La paradoja es que a pesar del ilusorio individualismo del escapismo digital, como en la obra de Ionesco, las personas dejan de centrarse en sí mismas, para sumergirse en distracciones sociales que les hace perder el enfoque personal, quedando así vulnerables a ser manipulados sin tan solo ser conscientes de ello, uniéndose así a un rebaño que es fácil presa de quienes influyen en los relatos que las personas reciben acerca de lo que está sucediendo en su entorno, de tal manera que beneficie los intereses del manipulador, mediante la formación de “opinión pública” y la promoción de “relaciones públicas”, cosidas en nuestras vidas con tan pocas y transparentes costuras, que ni siquiera se notan la propaganda y la censura que hilvana sus relatos.

Nos preguntábamos al inicio de este texto si el actual sistema democrático incentiva que nos dirijan los mejores. No parece que sea el caso, antes al contrario. Vemos, frecuentemente, que a falta de propuestas motivadoras, los candidatos políticos recurren a desacreditar al adversario, con el único fin de que el oponente resulte aún menos atractivo que ellos mismos a ojos del votante, generando círculos viciosos en los que la apatía del votante incentiva a los políticos a aumentar la polaridad y la manipulación del electorado, con todos los medios que el propio sistema pone a su alcance. No parece, en consecuencia, que todo esto tenga mayor virtualidad que producir el efecto perverso de favorecer una selección natural negativa; la de aquellos aspirantes a políticos inmunes al oprobio. De esta suerte, lejos de propiciar que destaquen los mejores, nuestro sistema de manufactura del consentimiento[7] otorga una ventaja competitiva a quienes se mueven mejor en el cinismo y la mentira, siéndonos ahora tan necesaria como entonces la lámpara de Diógenes.  

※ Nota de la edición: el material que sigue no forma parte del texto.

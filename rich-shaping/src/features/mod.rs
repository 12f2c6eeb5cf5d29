//! Glyph substitution and positioning records, and the lookups built from them
//!
//! A [`FeatureRecordStore`] holds four lists of records, usually imported
//! from a font's layout tables:
//!
//! - ligature substitutions ([`LigatureRecord`])
//! - pair adjustments, i.e. kerning ([`PairAdjustmentRecord`])
//! - mark-to-base attachments ([`MarkToBaseRecord`])
//! - mark-to-mark attachments ([`MarkToMarkRecord`])
//!
//! The record lists are the source of truth. Queries go through lookup maps
//! that are only rebuilt by [`FeatureRecordStore::build_lookups`]; records
//! added afterwards are not visible until the next build.
//!
//! ```
//! # use rich_shaping::features::{FeatureRecordStore, LigatureRecord};
//! # use glyph_types::GlyphId;
//! let f = GlyphId::new(0x66);
//! let mut store = FeatureRecordStore::default();
//! store.add_ligature(LigatureRecord::new([f, f], GlyphId::new(0x200)).unwrap());
//! store.build_lookups();
//!
//! let lig = store.try_get_ligature(&[f, f]).unwrap();
//! assert_eq!(lig.ligature(), GlyphId::new(0x200));
//! ```

pub mod kerning;
mod records;

use std::collections::hash_map::Entry;

use fnv::FnvHashMap;
use glyph_types::{GlyphId, GlyphPairKey};
use indexmap::IndexMap;

pub use records::{
    AnchorPoint, GlyphAdjustmentRecord, LigatureRecord, MarkPositionAdjustment, MarkToBaseRecord,
    MarkToMarkRecord, PairAdjustmentRecord, ValueRecord,
};

/// The outcome of [`FeatureRecordStore::build_lookups`].
///
/// Pair, mark-to-base and mark-to-mark records are keyed by a packed
/// [`GlyphPairKey`]. When two records share a key (because they name the
/// same glyphs, or because glyph ids above `0xFFFF` alias after truncation)
/// the first one is kept and the later one is dropped and counted here.
#[derive(Clone, Copy, Debug, Default, PartialEq, Eq)]
pub struct LookupReport {
    /// Number of distinct first components with at least one ligature.
    pub ligature_groups: usize,
    pub pair_adjustments: usize,
    pub mark_to_base: usize,
    pub mark_to_mark: usize,
    /// Ligature records with no components, which cannot be looked up.
    pub skipped_empty_ligatures: usize,
    pub dropped_pair_adjustments: usize,
    pub dropped_mark_to_base: usize,
    pub dropped_mark_to_mark: usize,
}

impl LookupReport {
    /// The total number of records that did not make it into a lookup.
    pub fn dropped(&self) -> usize {
        self.skipped_empty_ligatures
            + self.dropped_pair_adjustments
            + self.dropped_mark_to_base
            + self.dropped_mark_to_mark
    }
}

#[derive(Clone, Debug, Default)]
struct Lookups {
    ligatures: IndexMap<GlyphId, Vec<LigatureRecord>>,
    pair_adjustments: FnvHashMap<GlyphPairKey, PairAdjustmentRecord>,
    mark_to_base: FnvHashMap<GlyphPairKey, MarkToBaseRecord>,
    mark_to_mark: FnvHashMap<GlyphPairKey, MarkToMarkRecord>,
}

impl Lookups {
    fn clear(&mut self) {
        self.ligatures.clear();
        self.pair_adjustments.clear();
        self.mark_to_base.clear();
        self.mark_to_mark.clear();
    }
}

/// Insert `record` unless `key` is taken; returns `false` if it was dropped.
fn insert_first<R: Copy + std::fmt::Debug>(
    map: &mut FnvHashMap<GlyphPairKey, R>,
    key: GlyphPairKey,
    record: &R,
) -> bool {
    match map.entry(key) {
        Entry::Occupied(existing) => {
            log::debug!(
                "key {key} already maps to {:?}, dropping {record:?}",
                existing.get()
            );
            false
        }
        Entry::Vacant(slot) => {
            slot.insert(*record);
            true
        }
    }
}

/// Shaping rules for one font, with lookups for querying them.
#[derive(Clone, Debug, Default)]
#[cfg_attr(feature = "serde", derive(serde::Serialize, serde::Deserialize))]
pub struct FeatureRecordStore {
    ligature_records: Vec<LigatureRecord>,
    pair_adjustment_records: Vec<PairAdjustmentRecord>,
    mark_to_base_records: Vec<MarkToBaseRecord>,
    mark_to_mark_records: Vec<MarkToMarkRecord>,
    #[cfg_attr(feature = "serde", serde(skip))]
    lookups: Lookups,
}

impl FeatureRecordStore {
    pub fn new() -> Self {
        Self::default()
    }

    pub fn add_ligature(&mut self, record: LigatureRecord) {
        self.ligature_records.push(record);
    }

    pub fn add_pair_adjustment(&mut self, record: PairAdjustmentRecord) {
        self.pair_adjustment_records.push(record);
    }

    pub fn add_mark_to_base(&mut self, record: MarkToBaseRecord) {
        self.mark_to_base_records.push(record);
    }

    pub fn add_mark_to_mark(&mut self, record: MarkToMarkRecord) {
        self.mark_to_mark_records.push(record);
    }

    pub fn ligature_records(&self) -> &[LigatureRecord] {
        &self.ligature_records
    }

    pub fn pair_adjustment_records(&self) -> &[PairAdjustmentRecord] {
        &self.pair_adjustment_records
    }

    pub fn mark_to_base_records(&self) -> &[MarkToBaseRecord] {
        &self.mark_to_base_records
    }

    pub fn mark_to_mark_records(&self) -> &[MarkToMarkRecord] {
        &self.mark_to_mark_records
    }

    /// `true` if the store holds no records at all.
    pub fn is_empty(&self) -> bool {
        self.ligature_records.is_empty()
            && self.pair_adjustment_records.is_empty()
            && self.mark_to_base_records.is_empty()
            && self.mark_to_mark_records.is_empty()
    }

    /// Remove all records and lookups.
    pub fn clear(&mut self) {
        self.ligature_records.clear();
        self.pair_adjustment_records.clear();
        self.mark_to_base_records.clear();
        self.mark_to_mark_records.clear();
        self.lookups.clear();
    }

    /// Rebuild all lookups from the current record lists.
    ///
    /// Ligatures are grouped by their first component, keeping every record
    /// in insertion order. For the keyed lookups the first record inserted
    /// for a key wins; see [`LookupReport`].
    pub fn build_lookups(&mut self) -> LookupReport {
        let mut report = LookupReport::default();
        let lookups = &mut self.lookups;
        lookups.clear();

        for record in &self.ligature_records {
            let Some(first) = record.first_component() else {
                log::warn!("ligature {} has no components, skipping", record.ligature());
                report.skipped_empty_ligatures += 1;
                continue;
            };
            lookups
                .ligatures
                .entry(first)
                .or_default()
                .push(record.clone());
        }

        for record in &self.pair_adjustment_records {
            let key = GlyphPairKey::new(record.first.glyph, record.second.glyph);
            if !insert_first(&mut lookups.pair_adjustments, key, record) {
                report.dropped_pair_adjustments += 1;
            }
        }

        for record in &self.mark_to_base_records {
            let key = GlyphPairKey::new(record.base_glyph, record.mark_glyph);
            if !insert_first(&mut lookups.mark_to_base, key, record) {
                report.dropped_mark_to_base += 1;
            }
        }

        for record in &self.mark_to_mark_records {
            let key = GlyphPairKey::new(record.base_mark_glyph, record.combining_mark_glyph);
            if !insert_first(&mut lookups.mark_to_mark, key, record) {
                report.dropped_mark_to_mark += 1;
            }
        }

        report.ligature_groups = lookups.ligatures.len();
        report.pair_adjustments = lookups.pair_adjustments.len();
        report.mark_to_base = lookups.mark_to_base.len();
        report.mark_to_mark = lookups.mark_to_mark.len();
        log::debug!(
            "built lookups: {} ligature groups, {} pairs, {} mark-to-base, {} mark-to-mark ({} dropped)",
            report.ligature_groups,
            report.pair_adjustments,
            report.mark_to_base,
            report.mark_to_mark,
            report.dropped(),
        );
        report
    }

    /// Sort the positioning records by glyph.
    ///
    /// Pairs are ordered by (first, second), mark-to-base by (base, mark) and
    /// mark-to-mark by (base mark, combining mark). The sort is stable, so
    /// the first-inserted-wins order between duplicates is preserved.
    /// Ligatures keep their order. Lookups are not rebuilt.
    pub fn sort_records(&mut self) {
        self.pair_adjustment_records
            .sort_by_key(|rec| (rec.first.glyph, rec.second.glyph));
        self.mark_to_base_records
            .sort_by_key(|rec| (rec.base_glyph, rec.mark_glyph));
        self.mark_to_mark_records
            .sort_by_key(|rec| (rec.base_mark_glyph, rec.combining_mark_glyph));
    }

    /// All ligatures starting with `first`, in insertion order.
    pub fn ligature_candidates(&self, first: GlyphId) -> &[LigatureRecord] {
        self.lookups
            .ligatures
            .get(&first)
            .map(Vec::as_slice)
            .unwrap_or_default()
    }

    /// Find the ligature whose components are exactly `components`.
    ///
    /// If several records match, the first one added is returned.
    pub fn try_get_ligature(&self, components: &[GlyphId]) -> Option<&LigatureRecord> {
        let first = *components.first()?;
        self.ligature_candidates(first)
            .iter()
            .find(|rec| rec.components() == components)
    }

    /// Find the longest ligature whose components are a prefix of `glyphs`.
    ///
    /// Among equally long matches the first one added wins.
    pub fn match_ligature(&self, glyphs: &[GlyphId]) -> Option<&LigatureRecord> {
        let first = *glyphs.first()?;
        self.ligature_candidates(first)
            .iter()
            .filter(|rec| rec.is_prefix_of(glyphs))
            .fold(None, |best: Option<&LigatureRecord>, rec| match best {
                Some(best) if best.component_count() >= rec.component_count() => Some(best),
                _ => Some(rec),
            })
    }

    /// The pair adjustment for `first` followed by `second`.
    pub fn try_get_pair_adjustment(
        &self,
        first: GlyphId,
        second: GlyphId,
    ) -> Option<&PairAdjustmentRecord> {
        self.lookups
            .pair_adjustments
            .get(&GlyphPairKey::new(first, second))
    }

    /// The attachment of `mark` onto `base`.
    pub fn try_get_mark_to_base(&self, base: GlyphId, mark: GlyphId) -> Option<&MarkToBaseRecord> {
        self.lookups
            .mark_to_base
            .get(&GlyphPairKey::new(base, mark))
    }

    /// The attachment of `combining_mark` onto `base_mark`.
    pub fn try_get_mark_to_mark(
        &self,
        base_mark: GlyphId,
        combining_mark: GlyphId,
    ) -> Option<&MarkToMarkRecord> {
        self.lookups
            .mark_to_mark
            .get(&GlyphPairKey::new(base_mark, combining_mark))
    }
}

[1]Diogenes: Los temas del cinismo. Juan Rivano, IberLibro, 2013.

[2]La Opinión publica, Walter Lippmann. Cuadernos de Langre, 2017.

[3]Propaganda, Edward Bernays. Editorial Melusina, 2013.

[4]El mito de la caverna. Héctor Gómez de Luis, 2016.

[5]El fetichismo de la mercancía. Karl Marx,  Anselm Jappe, Pepitas de Calabaza, 2016.

[6]Rinoceronte. Eugène Ionesco, Losada, 2009.               

[7]Manufacturing Consent. Edward S Herman, Noam Chomsky, Random House, 1995.